Strong Law of Large Numbers for weakly dependent random variables

This question sounds like an exercise: Split the sequence into I sequences of iid random variables. Apply the classical SLLN to each sequence. Recombine.

Tom: Of course it is true with exponential decay of the corellation function, but it is not easy.

The essential difficulty is that one wants to reduce the SLLN to an exponentially growing subsequence of N's. In the classical case, this is done by a martingale inequality. (Prob of a supremum of a martingale is dominated by the probability at end of the martingale.)

Once one moves away from an implicit martingale structure, then tricks have to be employed---of which the most obvious is that if the sequence of random variables is bounded, then obviously you can reduce to an exponentially growing subsequence. This point is much of the content of the paper of Lyons cited already.

Not sure that this would appear in a text book however. My sense is that these considerations are well-known.


If they're 0,1 valued, then the following may be what you need. It's call Levy's Borel-Cantelli Lemmas:

Suppose that for natural numbers $n$, $E_n \in F_n$ (a sigma-algebra). Define $Z_n = \sum _{1\leq k \leq n} I_{E_k}$, the number of $E_1,\ldots,E_n$ which occur. Set $e_k = P(E_k | F_{k-1})$, and $Y_n = \sum_{1\leq k \leq n} e(k)$. Then, almost surely, (a) $Y_\infty < \infty$ implies $Z_\infty < \infty$ (b) $Y_\infty = \infty$ imples $Z_n / Y_n \rightarrow 1$.

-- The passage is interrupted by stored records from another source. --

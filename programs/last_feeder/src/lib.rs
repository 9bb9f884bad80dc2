//! # Last Feeder: a winner-take-pool feeding game
//!
//! Players pay to feed priced items. Every payment is split between an
//! admin fee and a shared pool, and every feed moves a 24-hour countdown:
//!
//! - the first feed of a round starts the clock at the full duration;
//! - the current leader can re-feed to *shorten* their own clock by the
//!   item's configured reduction (never below a one-hour floor);
//! - any other player's feed takes the lead and resets the clock in full.
//!
//! Whoever holds the lead when the countdown expires collects the entire
//! pool. Expiry is lazy, with no background clock: an expired round
//! settles on the next `feed` or an explicit `end_round`.
//!
//! Payments and payouts move through an external SPL stable token; the
//! pool sits in a vault owned by the config PDA.

use anchor_lang::prelude::*;

pub mod engine;
pub mod instructions;
pub mod state;

pub use engine::*;
pub use instructions::*;


// Replace with your deployed program ID
declare_id!("Fg6PaFpoGXkYsidMpWTK6W2BeZ7FEfcYkg476zPFsLnS");

/// Main feeding game program
#[program]
pub mod last_feeder {
    use super::*;

    /// Initialize the game: config, round 1, item catalog, pool vault
    pub fn initialize(
        ctx: Context<Initialize>,
        admin_wallet: Pubkey,
        admin_fee_percentage: u8,
        base_token_uri: String,
    ) -> Result<()> {
        ctx.accounts
            .initialize(admin_wallet, admin_fee_percentage, base_token_uri, ctx.bumps)
    }

    /// Feed one item: pay its price, grow the pool, move the timer.
    /// Settles the previous round first if its timer already expired.
    pub fn feed(ctx: Context<Feed>, item_id: u8) -> Result<()> {
        ctx.accounts.feed(item_id)
    }

    /// Close an expired round and pay the pool to the last feeder
    pub fn end_round(ctx: Context<EndRound>) -> Result<()> {
        ctx.accounts.end_round()
    }

    /// Reprice an item (owner only)
    pub fn set_item_price(ctx: Context<UpdateCatalog>, item_id: u8, price: u64) -> Result<()> {
        ctx.accounts.set_item_price(item_id, price)
    }

    /// Change an item's timer reduction, capped at 23 hours (owner only)
    pub fn set_timer_reduction(ctx: Context<UpdateCatalog>, item_id: u8, hours: u64) -> Result<()> {
        ctx.accounts.set_timer_reduction(item_id, hours)
    }

    /// Change the admin fee percentage (owner only)
    pub fn set_admin_fee_percentage(ctx: Context<UpdateConfig>, percentage: u8) -> Result<()> {
        ctx.accounts.set_admin_fee_percentage(percentage)
    }

    /// Change the admin fee wallet (owner only)
    pub fn set_admin_wallet(ctx: Context<UpdateConfig>, wallet: Pubkey) -> Result<()> {
        ctx.accounts.set_admin_wallet(wallet)
    }

    /// Change the cosmetic metadata URI prefix (owner only)
    pub fn set_base_uri(ctx: Context<UpdateConfig>, uri: String) -> Result<()> {
        ctx.accounts.set_base_uri(uri)
    }

    /// Halt feeding (owner only)
    pub fn pause(ctx: Context<UpdateConfig>) -> Result<()> {
        ctx.accounts.pause()
    }

    /// Resume feeding (owner only)
    pub fn unpause(ctx: Context<UpdateConfig>) -> Result<()> {
        ctx.accounts.unpause()
    }

    /// Flip the emergency halt, which also blocks settlement (owner only)
    pub fn toggle_emergency_pause(ctx: Context<UpdateConfig>) -> Result<()> {
        ctx.accounts.toggle_emergency_pause()
    }

    /// Migrate a release-1 config account to the release-2 layout
    /// (owner only, once)
    pub fn migrate_v2(ctx: Context<MigrateV2>) -> Result<()> {
        ctx.accounts.migrate_v2()
    }

    /// Snapshot of the current round record
    pub fn get_current_round_info(ctx: Context<ViewRound>) -> Result<state::RoundInfo> {
        ctx.accounts.get_current_round_info()
    }

    /// Seconds until the current deadline (0 if inactive or expired)
    pub fn get_time_remaining(ctx: Context<ViewRound>) -> Result<u64> {
        ctx.accounts.get_time_remaining()
    }

    /// Behavior version of the deployed game
    pub fn get_version(ctx: Context<ViewConfig>) -> Result<u8> {
        ctx.accounts.get_version()
    }

    /// Whether either pause flag currently halts the game
    pub fn is_operationally_paused(ctx: Context<ViewConfig>) -> Result<bool> {
        ctx.accounts.is_operationally_paused()
    }

    /// Metadata URI for an item id (cosmetic)
    pub fn item_uri(ctx: Context<ViewConfig>, item_id: u8) -> Result<String> {
        ctx.accounts.item_uri(item_id)
    }
}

This allows, in essence, for you to use the Borel-Cantelli lemmas even when the variables are dependent, as long as many variables are mostly independent from the earlier ones.

I know it isn't the strong law, but in many circumstances that you'd want a strong law (but don't have it) this suffices.

My reference is "Probability with Martingales", by D. Williams, and this is Theorem 12.15 (with proof) on page 124.